* [WHAT THE TASK REQUIRES]: Tally the lines in these records that hold the string "widgets", and reply with the number alone.

[Saved entries]
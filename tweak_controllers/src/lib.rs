// Copyright 2025 the Tweak Authors
// SPDX-License-Identifier: Apache-2.0 OR MIT

//! Tweak Controllers: widgets that edit one property of a host object.
//!
//! Controllers are built from capabilities rather than a class hierarchy:
//!
//! - [`DisplayRefreshable`]: mirror the current value into the document.
//! - [`ValueBound`]: read and write a shared [`NumberProperty`](tweak_property::NumberProperty),
//!   refreshing after every write.
//!
//! [`NumberController`] is the base numeric controller: a container element
//! and an optional text readout. [`NumberSlider`] wraps one and adds a
//! draggable track and fill; its refresh redraws the fill and then delegates
//! to the wrapped controller, so the readout stays in step with the bar.
//!
//! ## Slider with a readout
//!
//! ```rust
//! use std::cell::Cell;
//! use std::rc::Rc;
//!
//! use kurbo::{Point, Rect};
//! use tweak_controllers::{NumberController, NumberSlider, ValueBound};
//! use tweak_dom::{Document, EventTarget, Length, PointerEvent};
//! use tweak_property::{NumberProperty, NumberRange};
//!
//! let mut doc = Document::new();
//! NumberSlider::use_default_styles(&mut doc);
//!
//! let gain = Rc::new(Cell::new(2.0_f64));
//! let property = Rc::new(
//!     NumberProperty::new(gain.clone(), NumberRange::new(0.0, 10.0).with_step(0.5)).unwrap(),
//! );
//!
//! let finished = Rc::new(Cell::new(None));
//! let sink = finished.clone();
//! property.on_finish_change(move |v| sink.set(Some(v)));
//!
//! let controller = NumberController::new(&mut doc, property)
//!     .unwrap()
//!     .with_readout(&mut doc)
//!     .unwrap();
//! let slider = NumberSlider::new(&mut doc, controller).unwrap();
//! assert_eq!(doc.style(slider.fill()).unwrap().width, Some(Length::Percent(20.0)));
//!
//! // Host layout: the track spans x = 0..200.
//! doc.set_bounds(slider.track(), Rect::new(0.0, 0.0, 200.0, 12.0)).unwrap();
//!
//! doc.dispatch(slider.track(), PointerEvent::mouse_down(Point::new(150.0, 6.0)));
//! doc.dispatch(EventTarget::Window, PointerEvent::mouse_up(Point::new(150.0, 6.0)));
//!
//! assert_eq!(slider.value(), 7.5);
//! assert_eq!(finished.get(), Some(7.5));
//! let readout = slider.controller().readout().unwrap();
//! assert_eq!(doc.text(readout), Some("7.5"));
//! ```
//!
//! ## Features
//!
//! - `std` (default): forwarded to `tweak_dom` and `tweak_property`.
//! - `libm`: forwarded likewise, for `no_std` targets.
//!
//! This crate is `no_std` compatible (with `alloc`).

#![no_std]

extern crate alloc;

mod controller;
mod error;
mod number;
mod slider;
mod style;

pub use controller::{DisplayRefreshable, ValueBound};
pub use error::ControllerError;
pub use number::NumberController;
pub use slider::NumberSlider;
pub use style::{CONTROLLER_CLASS, DEFAULT_STYLESHEET, FILL_CLASS, READOUT_CLASS, TRACK_CLASS};
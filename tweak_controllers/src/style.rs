// Copyright 2025 the Tweak Authors
// SPDX-License-Identifier: Apache-2.0 OR MIT

//! Class names and the default stylesheet.

/// Class of every controller's container element.
pub const CONTROLLER_CLASS: &str = "c";

/// Class of the numeric text readout.
pub const READOUT_CLASS: &str = "number-readout";

/// Class of a slider's background track.
pub const TRACK_CLASS: &str = "slider";

/// Class of a slider's foreground fill.
pub const FILL_CLASS: &str = "slider-fg";

/// Default look for slider tracks and fills, including the round knob drawn
/// at the end of the fill.
pub const DEFAULT_STYLESHEET: &str = "\
.slider {
  box-shadow: inset 0 2px 4px rgba(0,0,0,0.15);
  height: 1em;
  border-radius: 1em;
  background-color: #eee;
  padding: 0 0.5em;
  overflow: hidden;
}

.slider-fg {
  padding: 1px 0 2px 0;
  background-color: #aaa;
  height: 1em;
  margin-left: -0.5em;
  padding-right: 0.5em;
  border-radius: 1em 0 0 1em;
}

.slider-fg:after {
  display: inline-block;
  border-radius: 1em;
  background-color: #fff;
  border: 1px solid #aaa;
  content: '';
  float: right;
  margin-right: -1em;
  margin-top: -1px;
  height: 0.9em;
  width: 0.9em;
}
";
// Copyright 2025 the Tweak Authors
// SPDX-License-Identifier: Apache-2.0 OR MIT

//! Capabilities shared by controllers.

use alloc::rc::Rc;

use tweak_dom::Document;
use tweak_property::NumberProperty;

/// Something that mirrors a value into the document.
pub trait DisplayRefreshable {
    /// Brings the controller's elements in line with the current value.
    ///
    /// Safe to call at any time and idempotent: with an unchanged value, a
    /// second call leaves the document exactly as the first one did.
    fn refresh_display(&self, doc: &mut Document);
}

/// A controller bound to a numeric property.
pub trait ValueBound: DisplayRefreshable {
    /// Returns the bound property.
    fn property(&self) -> &Rc<NumberProperty>;

    /// Reads the current value.
    fn value(&self) -> f64 {
        self.property().value()
    }

    /// Writes `value` through the property, then refreshes the display.
    ///
    /// Returns the value the property accepted.
    fn set_value(&self, doc: &mut Document, value: f64) -> f64 {
        let accepted = self.property().set_value(value);
        self.refresh_display(doc);
        accepted
    }

    /// Returns `true` if the value differs from the property's initial value.
    fn is_modified(&self) -> bool {
        self.property().is_modified()
    }
}
/// A headless element document.
///
/// Elements live in a generational slot arena. The host's layout pass writes
/// each element's parent-relative bounds with [`set_bounds`](Self::set_bounds);
/// widgets read them back with [`offset`](Self::offset) and
/// [`width`](Self::width). Pointer events are routed with
/// [`dispatch`](Self::dispatch), bubbling from the target through its
/// ancestors to the [`EventTarget::Window`].
#[derive(Default)]
pub struct Document {
    slots: Vec<Slot>,
    free: Vec<u32>,
    roots: Vec<ElementId>,
    window: Listeners,
    next_listener: u64,
    styles: StyleRegistry,
}
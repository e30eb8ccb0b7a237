// Copyright 2025 the Tweak Authors
// SPDX-License-Identifier: Apache-2.0 OR MIT

//! Public types for the document: handles, event kinds, and style values.

/// Identifier for an element in a [`Document`](crate::Document).
///
/// A small, copyable handle made of a slot index and a generation counter.
///
/// - On create, a free slot is taken and the handle records its current generation.
/// - On remove, the slot's generation is bumped; existing handles become stale.
/// - Stale handles never alias a different live element because the generation must match.
///
/// Use [`Document::is_alive`](crate::Document::is_alive) to check liveness.
#[derive(Copy, Clone, Debug, Eq, PartialEq, Hash)]
pub struct ElementId(pub(crate) u32, pub(crate) u32);

impl ElementId {
    pub(crate) const fn new(idx: u32, generation: u32) -> Self {
        Self(idx, generation)
    }

    pub(crate) const fn idx(self) -> usize {
        self.0 as usize
    }

    pub(crate) const fn generation(self) -> u32 {
        self.1
    }
}

/// Handle for a bound listener, returned by [`Document::bind`](crate::Document::bind).
///
/// Handles are never reused within one document, so unbinding a handle twice
/// is a harmless no-op.
#[derive(Copy, Clone, Debug, Eq, PartialEq, Hash, PartialOrd, Ord)]
pub struct ListenerId(pub(crate) u64);

/// Where a listener is attached.
#[derive(Copy, Clone, Debug, Eq, PartialEq, Hash)]
pub enum EventTarget {
    /// The document-wide target every dispatch bubbles up to.
    Window,
    /// A single element.
    Element(ElementId),
}

impl From<ElementId> for EventTarget {
    fn from(id: ElementId) -> Self {
        Self::Element(id)
    }
}

/// The pointer event types the document routes.
#[derive(Copy, Clone, Debug, Eq, PartialEq, Hash)]
pub enum EventKind {
    /// A button was pressed.
    MouseDown,
    /// The pointer moved.
    MouseMove,
    /// A button was released.
    MouseUp,
}

bitflags::bitflags! {
    /// Pointer buttons held during an event.
    #[derive(Clone, Copy, Debug, PartialEq, Eq, Hash, Default)]
    pub struct Buttons: u8 {
        /// Primary (usually left) button.
        const PRIMARY   = 0b0000_0001;
        /// Secondary (usually right) button.
        const SECONDARY = 0b0000_0010;
        /// Auxiliary (usually middle) button.
        const AUXILIARY = 0b0000_0100;
    }
}

/// A length in an inline style.
#[derive(Copy, Clone, Debug, PartialEq)]
pub enum Length {
    /// Absolute pixels.
    Px(f64),
    /// Percentage of the containing element, `0.0..=100.0` for in-bounds values.
    Percent(f64),
}

/// Inline style properties set directly on an element.
#[derive(Clone, Debug, Default, PartialEq)]
pub struct InlineStyle {
    /// The `width` property, if set.
    pub width: Option<Length>,
}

* [PROBLEM SOLUTION]: 2